During the Miami study, 16 AIDS patients continued, despite doctors' warnings, to have unprotected intercourse over periods ranging from one to three years. Thirteen of their partners became infected, for a transmission rate of over 80 percent.

Of 12 AIDS patients and their partners who continued having sex but used condoms, the infection spread in two cases - a far lower rate but still, given the presumed safety of condoms, a "very disturbing finding," observed Dr. Margaret Fischl, the study director. In both these cases the virus spread from man to woman, and Dr. Fischl speculated that oral sex involving semen discharges might be to blame.

A Curious Disparity

These and other studies found dramatic, unexplained differences in the rate of sexual spread depending on how the first partner had become infected. The virus was passed through intercourse far more readily from drug abusers than from people exposed by contaminated blood products.

Reinforcing this curious disparity, a study of 73 spouses of transfusion-associated AIDS victims found that only 5 percent of men and 16 percent of women acquired the virus through sexual intercourse over time. In this, as in the other studies, why the virus spread within some couples and not others was a mystery. Transmission was not correlated with frequency of intercourse, suggesting, said Dr. Thomas Peterman of the Centers for Disease Control, that infectivity may vary among individuals or in the same person over time.

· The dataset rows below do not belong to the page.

use super::types::Blocklist;
use crate::error_handling::types::ConfigError;
use clap::Parser;
use serde::Deserialize;
use std::net::{IpAddr, SocketAddr};
use std::path::{Path, PathBuf};

pub const DEFAULT_FINGERPRINT_FILE: &str = "./fpReaper.json";
pub const DEFAULT_LISTEN: &str = ":443";
pub const DEFAULT_DATABASE: &str = "fpreaper.sqlite3";
pub const DEFAULT_TLS_CERT: &str = "localhost.crt";
pub const DEFAULT_TLS_KEY: &str = "localhost.key";
pub const DEFAULT_CAPTURE_TIMEOUT_MS: i32 = 1000;

/// Runtime configuration of the sensor.
///
/// Every field can be given on the command line (some also through the
/// environment), or the whole structure can be read from a TOML file passed
/// with `--config`. Keys missing from the file take the same defaults as the
/// command line.
///
/// # Fields Overview
///
/// - `fingerprint_file`: JSON array of fingerprint definitions loaded at startup
/// - `interface`: device to capture on; required unless `pcap_file` is set
/// - `pcap_file`: replay a capture file instead of a live device
/// - `listen`: bind address of the auxiliary TLS listener, `host:port` or `:port`
/// - `database`: SQLite file receiving connection and fingerprint rows
/// - `tls_cert` / `tls_key`: PEM files for the auxiliary listener
/// - `capture_timeout_ms`: how often a blocked capture read wakes up to check for
///   shutdown; `0` blocks until the next packet
/// - `blocklist`: peers the auxiliary listener drops without answering
#[derive(Parser, Debug, Clone, Deserialize)]
#[command(name = "fpreaper")]
#[command(version)]
#[command(about = "Passive TLS ClientHello fingerprinting sensor")]
#[serde(default)]
pub struct Config {
    /// Fingerprint definition file
    #[arg(long = "fingerprint", env = "FPREAPER_FINGERPRINT", default_value = DEFAULT_FINGERPRINT_FILE)]
    pub fingerprint_file: PathBuf,

    /// Capture interface
    #[arg(long, env = "FPREAPER_INTERFACE")]
    pub interface: Option<String>,

    /// Read packets from a capture file instead of a live interface
    #[arg(long)]
    pub pcap_file: Option<PathBuf>,

    /// Address for the auxiliary TLS listener
    #[arg(long, env = "FPREAPER_LISTEN", default_value = DEFAULT_LISTEN)]
    pub listen: String,

    /// SQLite database file
    #[arg(long, env = "FPREAPER_DATABASE", default_value = DEFAULT_DATABASE)]
    pub database: PathBuf,

    #[arg(long, default_value = DEFAULT_TLS_CERT)]
    pub tls_cert: PathBuf,

    #[arg(long, default_value = DEFAULT_TLS_KEY)]
    pub tls_key: PathBuf,

    /// Capture read timeout in milliseconds, 0 blocks forever
    #[arg(long, default_value_t = DEFAULT_CAPTURE_TIMEOUT_MS)]
    pub capture_timeout_ms: i32,

    /// Peer addresses the listener refuses (repeatable or comma separated)
    #[arg(long = "block", value_delimiter = ',')]
    pub blocklist: Vec<IpAddr>,

    /// Read the configuration from a TOML file instead
    #[arg(long)]
    #[serde(skip)]
    pub config: Option<PathBuf>,
}

impl Default for Config {
    fn default() -> Self {
        Self {
            fingerprint_file: PathBuf::from(DEFAULT_FINGERPRINT_FILE),
            interface: None,
            pcap_file: None,
            listen: DEFAULT_LISTEN.to_string(),
            database: PathBuf::from(DEFAULT_DATABASE),
            tls_cert: PathBuf::from(DEFAULT_TLS_CERT),
            tls_key: PathBuf::from(DEFAULT_TLS_KEY),
            capture_timeout_ms: DEFAULT_CAPTURE_TIMEOUT_MS,
            blocklist: Vec::new(),
            config: None,
        }
    }
}

impl Config {
    /// Parses the command line, then switches to the TOML file if `--config`
    /// was given. The result is validated before it is returned.
    ///
    /// # Panics
    /// Never; but `clap` exits the process on `--help`, `--version` and on
    /// malformed arguments, printing its own diagnostic.
    pub fn load() -> Result<Self, ConfigError> {
        let args = Config::parse();
        let config = match &args.config {
            Some(path) => Config::from_file(path)?,
            None => args,
        };
        config.validate()?;
        Ok(config)
    }

    /// Same as [`Config::load`] for an explicit argument list, without exiting.
    pub fn from_args<I, T>(args: I) -> Result<Self, ConfigError>
    where
        I: IntoIterator<Item = T>,
        T: Into<std::ffi::OsString> + Clone,
    {
        let args = Config::try_parse_from(args).map_err(|e| ConfigError::ArgsError(e.to_string()))?;
        let config = match &args.config {
            Some(path) => Config::from_file(path)?,
            None => args,
        };
        config.validate()?;
        Ok(config)
    }

    pub fn from_file(path: &Path) -> Result<Self, ConfigError> {
        let content = std::fs::read_to_string(path)?;
        let config: Config =
            toml::from_str(&content).map_err(|e| ConfigError::TomlError(e.to_string()))?;
        Ok(config)
    }

    pub fn validate(&self) -> Result<(), ConfigError> {
        let has_interface = self.interface.as_deref().is_some_and(|i| !i.is_empty());
        if !has_interface && self.pcap_file.is_none() {
            return Err(ConfigError::MissingCaptureSource);
        }
        if self.capture_timeout_ms < 0 {
            return Err(ConfigError::NotInRange(format!(
                "capture_timeout_ms must be >= 0, got {}",
                self.capture_timeout_ms
            )));
        }
        self.listen_addr()?;
        Ok(())
    }

    /// Resolves `listen` into a socket address. A bare `:port` binds the IPv6
    /// wildcard, which also accepts IPv4 peers as mapped addresses unless the
    /// host forces `IPV6_V6ONLY`.
    pub fn listen_addr(&self) -> Result<SocketAddr, ConfigError> {
        let candidate = if self.listen.starts_with(':') {
            format!("[::]{}", self.listen)
        } else {
            self.listen.clone()
        };
        candidate
            .parse()
            .map_err(|_| ConfigError::BadListenAddress(self.listen.clone()))
    }

    pub fn blocklist(&self) -> Blocklist {
        Blocklist::new(self.blocklist.iter().copied())
    }
}
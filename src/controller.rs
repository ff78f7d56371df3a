//! Controller
//!
//! Startup sequencing and task coordination.
//!
//! - `controller_handler`: builds every component from the configuration, then
//!   races the capture pipeline and the listener against the stop signal.
//! - `capture_pipeline`: the sequential packet loop.
//! - `shutdown`: the stop flag shared by both tasks.

pub mod capture_pipeline;
pub mod controller_handler;
pub mod shutdown;

#[cfg(test)]
pub mod integration_tests;

pub use capture_pipeline::{CapturePipeline, PacketOutcome, PipelineStats};
pub use controller_handler::Controller;
pub use shutdown::ShutdownSignal;
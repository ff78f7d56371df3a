use std::path::Path;
use std::time::Duration;

use chrono::{DateTime, NaiveDateTime, Utc};
use log::debug;
use sqlx::sqlite::{SqliteConnectOptions, SqliteJournalMode, SqlitePool, SqlitePoolOptions};
use uuid::Uuid;

use crate::error_handling::types::StorageError;
use crate::fingerprint::types::FingerprintDetail;
use crate::storage::types::{ConnectionRecord, ConnectionRow, FingerprintRecord, FingerprintRow};

const BUSY_TIMEOUT: Duration = Duration::from_secs(5);
const MAX_CONNECTIONS: u32 = 5;
// Format of SQLite's CURRENT_TIMESTAMP
const SQLITE_TIMESTAMP: &str = "%Y-%m-%d %H:%M:%S";

const SCHEMA: [&str; 3] = [
    "CREATE TABLE IF NOT EXISTS www (
        id INTEGER PRIMARY KEY AUTOINCREMENT,
        injesttime TIMESTAMP DEFAULT CURRENT_TIMESTAMP,
        ip TEXT,
        useragent TEXT
    );",
    "CREATE INDEX IF NOT EXISTS idx_www_ip ON www(ip);",
    "CREATE TABLE IF NOT EXISTS fingerprints (
        id INTEGER PRIMARY KEY AUTOINCREMENT,
        injesttime TIMESTAMP DEFAULT CURRENT_TIMESTAMP,
        connection_id TEXT,
        record_tls_version TEXT,
        tls_version TEXT,
        ciphersuite TEXT,
        compression_length TEXT,
        compression TEXT,
        extensions TEXT,
        e_curves TEXT,
        sig_alg TEXT,
        ec_point_fmt TEXT,
        grease TEXT,
        supported_versions TEXT,
        packet BLOB
    );",
];

#[derive(Debug, sqlx::FromRow)]
struct WwwRow {
    id: i64,
    injesttime: String,
    ip: Option<String>,
    useragent: Option<String>,
}

#[derive(Debug, sqlx::FromRow)]
struct FingerprintsRow {
    id: i64,
    injesttime: String,
    connection_id: String,
    record_tls_version: String,
    tls_version: String,
    ciphersuite: String,
    compression_length: String,
    compression: String,
    extensions: String,
    e_curves: String,
    sig_alg: String,
    ec_point_fmt: String,
    grease: String,
    supported_versions: String,
    packet: Vec<u8>,
}

fn parse_injesttime(value: &str) -> Result<DateTime<Utc>, StorageError> {
    NaiveDateTime::parse_from_str(value, SQLITE_TIMESTAMP)
        .map(|t| t.and_utc())
        .map_err(|e| StorageError::ReadFailed(format!("injesttime '{}': {}", value, e)))
}

fn unhex(column: &str, value: &str) -> Result<Vec<u8>, StorageError> {
    hex::decode(value).map_err(|e| StorageError::ReadFailed(format!("{} '{}': {}", column, value, e)))
}

impl WwwRow {
    fn into_row(self) -> Result<ConnectionRow, StorageError> {
        Ok(ConnectionRow {
            id: self.id,
            injesttime: parse_injesttime(&self.injesttime)?,
            ip: self.ip.unwrap_or_default(),
            user_agent: self.useragent.unwrap_or_default(),
        })
    }
}

impl FingerprintsRow {
    fn into_row(self) -> Result<FingerprintRow, StorageError> {
        let detail = FingerprintDetail {
            record_tls_version: unhex("record_tls_version", &self.record_tls_version)?,
            tls_version: unhex("tls_version", &self.tls_version)?,
            ciphersuite: unhex("ciphersuite", &self.ciphersuite)?,
            compression_length: unhex("compression_length", &self.compression_length)?,
            compression: unhex("compression", &self.compression)?,
            extensions: unhex("extensions", &self.extensions)?,
            e_curves: unhex("e_curves", &self.e_curves)?,
            sig_alg: unhex("sig_alg", &self.sig_alg)?,
            ec_point_fmt: unhex("ec_point_fmt", &self.ec_point_fmt)?,
            grease: unhex("grease", &self.grease)? == [1],
            supported_versions: unhex("supported_versions", &self.supported_versions)?,
        };
        Ok(FingerprintRow {
            id: self.id,
            injesttime: parse_injesttime(&self.injesttime)?,
            connection_id: Uuid::parse_str(&self.connection_id)
                .map_err(|e| StorageError::ReadFailed(format!("connection_id: {}", e)))?,
            detail,
            packet: self.packet,
        })
    }
}

/// SQLite store shared by the capture pipeline and the TLS listener.
///
/// All writes are single-statement inserts, so concurrent callers never
/// observe a partial row.
#[derive(Debug, Clone)]
pub struct DatabaseStorage {
    pool: SqlitePool,
}

impl DatabaseStorage {
    /// Opens (creating if needed) the database at `path` and checks that it
    /// answers a trivial query.
    pub async fn connect<P: AsRef<Path>>(path: P) -> Result<Self, StorageError> {
        let path = path.as_ref();
        if let Some(parent) = path.parent().filter(|p| !p.as_os_str().is_empty()) {
            std::fs::create_dir_all(parent)
                .map_err(|e| StorageError::ConnectionFailed(format!("{}: {}", parent.display(), e)))?;
        }

        let opts = SqliteConnectOptions::new()
            .filename(path)
            .create_if_missing(true)
            .journal_mode(SqliteJournalMode::Wal)
            .busy_timeout(BUSY_TIMEOUT);
        let pool = SqlitePoolOptions::new()
            .max_connections(MAX_CONNECTIONS)
            .connect_with(opts)
            .await
            .map_err(|e| StorageError::ConnectionFailed(format!("{}: {}", path.display(), e)))?;

        sqlx::query("SELECT 1")
            .execute(&pool)
            .await
            .map_err(|e| StorageError::ConnectionFailed(e.to_string()))?;
        debug!("Opened database {}", path.display());
        Ok(Self { pool })
    }

    /// Creates the tables and index if absent. Safe to call any number of
    /// times, from any number of tasks.
    pub async fn init_schema(&self) -> Result<(), StorageError> {
        for statement in SCHEMA {
            sqlx::query(statement)
                .execute(&self.pool)
                .await
                .map_err(|e| StorageError::SchemaFailed(e.to_string()))?;
        }
        Ok(())
    }

    pub async fn insert_connection(&self, record: &ConnectionRecord) -> Result<u64, StorageError> {
        let result = sqlx::query("INSERT INTO www (ip, useragent) VALUES (?1, ?2)")
            .bind(record.ip.to_string())
            .bind(&record.user_agent)
            .execute(&self.pool)
            .await
            .map_err(|e| StorageError::WriteFailed(e.to_string()))?;
        Ok(result.rows_affected())
    }

    /// Stores every detail field as lowercase hex, the grease flag as `00`/`01`.
    pub async fn insert_fingerprint(
        &self,
        record: &FingerprintRecord<'_>,
    ) -> Result<u64, StorageError> {
        let detail = record.detail;
        let result = sqlx::query(
            "INSERT INTO fingerprints (connection_id, record_tls_version, tls_version, ciphersuite,
                compression_length, compression, extensions, e_curves, sig_alg, ec_point_fmt,
                grease, supported_versions, packet)
             VALUES (?1, ?2, ?3, ?4, ?5, ?6, ?7, ?8, ?9, ?10, ?11, ?12, ?13)",
        )
        .bind(record.connection_id.to_string())
        .bind(hex::encode(&detail.record_tls_version))
        .bind(hex::encode(&detail.tls_version))
        .bind(hex::encode(&detail.ciphersuite))
        .bind(hex::encode(&detail.compression_length))
        .bind(hex::encode(&detail.compression))
        .bind(hex::encode(&detail.extensions))
        .bind(hex::encode(&detail.e_curves))
        .bind(hex::encode(&detail.sig_alg))
        .bind(hex::encode(&detail.ec_point_fmt))
        .bind(hex::encode([detail.grease as u8]))
        .bind(hex::encode(&detail.supported_versions))
        .bind(record.packet)
        .execute(&self.pool)
        .await
        .map_err(|e| StorageError::WriteFailed(e.to_string()))?;
        Ok(result.rows_affected())
    }

    pub async fn connection_rows(&self) -> Result<Vec<ConnectionRow>, StorageError> {
        let rows: Vec<WwwRow> = sqlx::query_as(
            "SELECT id, CAST(injesttime AS TEXT) AS injesttime, ip, useragent FROM www ORDER BY id ASC",
        )
        .fetch_all(&self.pool)
        .await
        .map_err(|e| StorageError::ReadFailed(e.to_string()))?;
        rows.into_iter().map(WwwRow::into_row).collect()
    }

    pub async fn fingerprint_rows(&self) -> Result<Vec<FingerprintRow>, StorageError> {
        let rows: Vec<FingerprintsRow> = sqlx::query_as(
            "SELECT id, CAST(injesttime AS TEXT) AS injesttime, connection_id, record_tls_version,
                tls_version, ciphersuite, compression_length, compression, extensions, e_curves,
                sig_alg, ec_point_fmt, grease, supported_versions, packet
             FROM fingerprints ORDER BY id ASC",
        )
        .fetch_all(&self.pool)
        .await
        .map_err(|e| StorageError::ReadFailed(e.to_string()))?;
        rows.into_iter().map(FingerprintsRow::into_row).collect()
    }

    /// Names of the user tables, sorted.
    pub async fn table_names(&self) -> Result<Vec<String>, StorageError> {
        sqlx::query_scalar(
            "SELECT name FROM sqlite_master
             WHERE type = 'table' AND name NOT LIKE 'sqlite_%' ORDER BY name",
        )
        .fetch_all(&self.pool)
        .await
        .map_err(|e| StorageError::ReadFailed(e.to_string()))
    }

    #[cfg(test)]
    pub(crate) fn pool(&self) -> &SqlitePool {
        &self.pool
    }
}
use std::fs::File;
use std::io::BufReader;
use std::path::Path;
use std::sync::Arc;

use log::debug;
use rustls::pki_types::{CertificateDer, PrivateKeyDer};
use rustls::ServerConfig;
use tokio_rustls::TlsAcceptor;

use crate::error_handling::types::NetworkError;

fn open(path: &Path) -> Result<BufReader<File>, NetworkError> {
    File::open(path)
        .map(BufReader::new)
        .map_err(|e| NetworkError::CertificateLoad(format!("{}: {}", path.display(), e)))
}

fn load_cert_chain(path: &Path) -> Result<Vec<CertificateDer<'static>>, NetworkError> {
    let certs = rustls_pemfile::certs(&mut open(path)?)
        .collect::<Result<Vec<_>, std::io::Error>>()
        .map_err(|e| NetworkError::CertificateLoad(format!("{}: {}", path.display(), e)))?;
    if certs.is_empty() {
        return Err(NetworkError::CertificateLoad(format!(
            "{}: no certificates found",
            path.display()
        )));
    }
    Ok(certs)
}

fn load_private_key(path: &Path) -> Result<PrivateKeyDer<'static>, NetworkError> {
    rustls_pemfile::private_key(&mut open(path)?)
        .map_err(|e| NetworkError::CertificateLoad(format!("{}: {}", path.display(), e)))?
        .ok_or_else(|| {
            NetworkError::CertificateLoad(format!("{}: no private key found", path.display()))
        })
}

/// Builds the server side TLS acceptor from a PEM certificate chain and key.
pub fn load_tls_acceptor(cert: &Path, key: &Path) -> Result<TlsAcceptor, NetworkError> {
    let cert_chain = load_cert_chain(cert)?;
    let key = load_private_key(key)?;

    let config = ServerConfig::builder_with_provider(Arc::new(
        rustls::crypto::ring::default_provider(),
    ))
    .with_safe_default_protocol_versions()
    .map_err(|e| NetworkError::TlsConfig(e.to_string()))?
    .with_no_client_auth()
    .with_single_cert(cert_chain, key)
    .map_err(|e| NetworkError::TlsConfig(e.to_string()))?;

    debug!("Loaded TLS certificate {}", cert.display());
    Ok(TlsAcceptor::from(Arc::new(config)))
}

All these studies involved couples who had intercourse repeatedly over an extended period. Available evidence indicates that the likelihood of viral transmission in a single heterosexual encounter "must be quite low, probably less than 1 percent per contact," concluded Dr. Peterman and James W. Curran in an article this week in the Journal of the American Medical Association. Scientists suspect that the virus spreads more easily in anal intercourse, which more often involves tearing of tissue that would aid the entry of the virus into the bloodstream.

Some experts wonder whether trends in Haiti are an ominous harbinger of events in the United States. The spread of AIDS in Haiti has shifted dramatically, reports Dr. Warren D. Johnson Jr. of the Cornell Medical College. Homosexual contact and drug abuse accounted for a majority of cases a few years ago, but now heterosexual intercourse is blamed for more than 80 percent of cases.

So far, however, no evidence indicates the United States is experiencing a similar transition. "It's probably too simplistic to look at trends in Haiti or Africa and conclude we'll have the same problem in a few years," Dr. Jaffe said. "A lot of things in those countries are different," he said, including patterns of sexual promiscuity and the extent to which the AIDS virus is recirculated among the population by contaminated transfusions.

It also appears, many scientists think, that the virus has spread more easily via heterosexual intercourse among Africans and perhaps Haitians than among North Americans. Venereal diseases are more common among heterosexuals in Africa and studies in Africa produce a "strong suspicion," Dr. Jaffe said, that concurrent infection with another sexually transmitted disease renders a person more capable of infecting others, or more susceptible to invasion by the AIDS virus.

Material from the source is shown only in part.